It has been estimated that approximately 3.9–4.6 million people in the United States are infected with HCV.19,20 Based on death certificates analysis, mortality from HCV has steadily increased in the United States—from 11 051 deaths in 2003 to 19 368 deaths in 2013—surpassing the declining mortality from all other nationally notifiable infectious conditions combined.21 Death certificates have been shown to substantially underestimate actual deaths where hepatitis C is an underlying or contributing cause. In a well-defined cohort of patients with CHC who had liver disease recorded as an underlying or contributing cause of death, only 30% had HCV coded on the death certificate.22 Similarly, while incidence and mortality for most types of cancers decreased or stabilized in the United States between 2008 and 2012, incidence from liver and intrahepatic bile duct cancer increased on average 2.2% per year during that time-frame. Deaths from liver cancer and HCV were highest in persons born between 1945 and 1965.23

HCV transmission occurs primarily through contact with blood products. Currently, the most significant risk factor for transmission in the community is injection drug use, the primary driver of the increase in hepatitis C infection in the United States since 2004.24 Due to potential blood exposures in hemodialysis settings, hemodialysis patients are at risk for acquiring HCV from another patient in association with their dialysis treatment.
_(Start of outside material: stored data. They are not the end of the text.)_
// Utility functions
use chrono::{Datelike, Month, NaiveDate, Weekday};

/// Upper-case English weekday name, e.g. `FRIDAY`.
pub fn weekday_label(day: Weekday) -> &'static str {
    match day {
        Weekday::Mon => "MONDAY",
        Weekday::Tue => "TUESDAY",
        Weekday::Wed => "WEDNESDAY",
        Weekday::Thu => "THURSDAY",
        Weekday::Fri => "FRIDAY",
        Weekday::Sat => "SATURDAY",
        Weekday::Sun => "SUNDAY",
    }
}

/// English weekday name as written in messages, e.g. `Friday`.
pub fn weekday_name(day: Weekday) -> &'static str {
    match day {
        Weekday::Mon => "Monday",
        Weekday::Tue => "Tuesday",
        Weekday::Wed => "Wednesday",
        Weekday::Thu => "Thursday",
        Weekday::Fri => "Friday",
        Weekday::Sat => "Saturday",
        Weekday::Sun => "Sunday",
    }
}

/// Upper-case English month name of the given date, e.g. `NOVEMBER`.
pub fn month_label(date: NaiveDate) -> String {
    Month::try_from(date.month() as u8)
        .map(|m| m.name().to_uppercase())
        .unwrap_or_default()
}
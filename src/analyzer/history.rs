use crate::model::{PriceObservation, PricePoint, PriceStats};
use chrono::NaiveDate;
use std::collections::BTreeMap;

/// Collapses raw observations into one averaged point per calendar day,
/// ordered by date ascending.
pub fn daily_series(observations: &[PriceObservation]) -> Vec<PricePoint> {
    let mut grouped: BTreeMap<NaiveDate, (f64, usize)> = BTreeMap::new();

    for obs in observations {
        let entry = grouped.entry(obs.recorded_at.date_naive()).or_insert((0.0, 0));
        entry.0 += obs.price;
        entry.1 += 1;
    }

    grouped
        .into_iter()
        .map(|(date, (sum, count))| PricePoint {
            date,
            price: sum / count as f64,
        })
        .collect()
}

/// Min/max/avg over every raw observation.
pub fn price_stats(observations: &[PriceObservation]) -> Option<PriceStats> {
    if observations.is_empty() {
        return None;
    }
    let count = observations.len();
    let mut min = f64::INFINITY;
    let mut max = f64::NEG_INFINITY;
    let mut sum = 0.0;
    for obs in observations {
        min = min.min(obs.price);
        max = max.max(obs.price);
        sum += obs.price;
    }
    Some(PriceStats {
        min,
        max,
        avg: sum / count as f64,
        count,
    })
}

/// Price of the most recent observation.
pub fn current_price(observations: &[PriceObservation]) -> Option<f64> {
    observations
        .iter()
        .max_by_key(|o| o.recorded_at)
        .map(|o| o.price)
}

#[cfg(test)]
mod tests {
    use super::*;
    use chrono::{TimeZone, Utc};

    fn obs(day: u32, hour: u32, price: f64) -> PriceObservation {
        PriceObservation {
            product: "kettle".into(),
            store: "shop".into(),
            price,
            recorded_at: Utc.with_ymd_and_hms(2024, 5, day, hour, 0, 0).unwrap(),
        }
    }

    #[test]
    fn same_day_observations_are_averaged() {
        let series = daily_series(&[obs(3, 9, 30.0), obs(1, 8, 10.0), obs(1, 20, 20.0)]);
        assert_eq!(series.len(), 2);
        assert_eq!(series[0].date, NaiveDate::from_ymd_opt(2024, 5, 1).unwrap());
        assert_eq!(series[0].price, 15.0);
        assert_eq!(series[1].price, 30.0);
    }

    #[test]
    fn stats_and_current_price() {
        let history = [obs(1, 8, 10.0), obs(4, 8, 40.0), obs(2, 8, 25.0)];
        let stats = price_stats(&history).unwrap();
        assert_eq!((stats.min, stats.max, stats.count), (10.0, 40.0, 3));
        assert_eq!(stats.avg, 25.0);
        assert_eq!(current_price(&history), Some(40.0));
        assert!(price_stats(&[]).is_none());
    }
}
Unfortunately, HCV infections and transmissions continue to occur in outpatient dialysis units.25,26 Healthcare-associated HCV infections have also been reported in other healthcare settings and these are typically due to breaches in injection safety.27

2 |. LABORATORY TESTING

With third-generation testing, antibodies to HCV (anti-HCV) can be detected as early as 10 weeks after exposure.28 Initial screening at the initiation of dialysis with anti-HCV antibody testing and alanine aminotransferase (ALT) is recommended for all hemodialysis patients. For patients susceptible to hepatitis C, monitoring of ALT is recommended monthly, and repeat anti-HCV testing is recommended every 6 months.29 A positive anti-HCV antibody test may indicate either current infection or resolved past infection. With anti-HCV testing, particularly in low-risk populations, there is a potential for false-positive results.30 The Center for Disease Control and Prevention (CDC) updated guidelines for hepatitis C testing recommend that a positive anti-HCV antibody result should always be followed-up with testing for the presence of HCV RNA with an FDA-approved nucleic acid test (NAT) to determine if an individual is viremic with active HCV infection.31 NATs can detect HCV RNA as early as 1 week after exposure and should be detectable in all infected cases by 2–3 weeks post-exposure. Currently available HCV NATs are highly sensitive, detecting as little as 5 IU/mL of HCV RNA, and highly specific (99%).28 Effective treatment regimens are now available for HCV-infected hemodialysis patients identified as HCV RNA positive.32 Decisions on the appropriate timing and choice of antiviral therapy must be individualized to each patient depending on comorbidities and transplant candidacy.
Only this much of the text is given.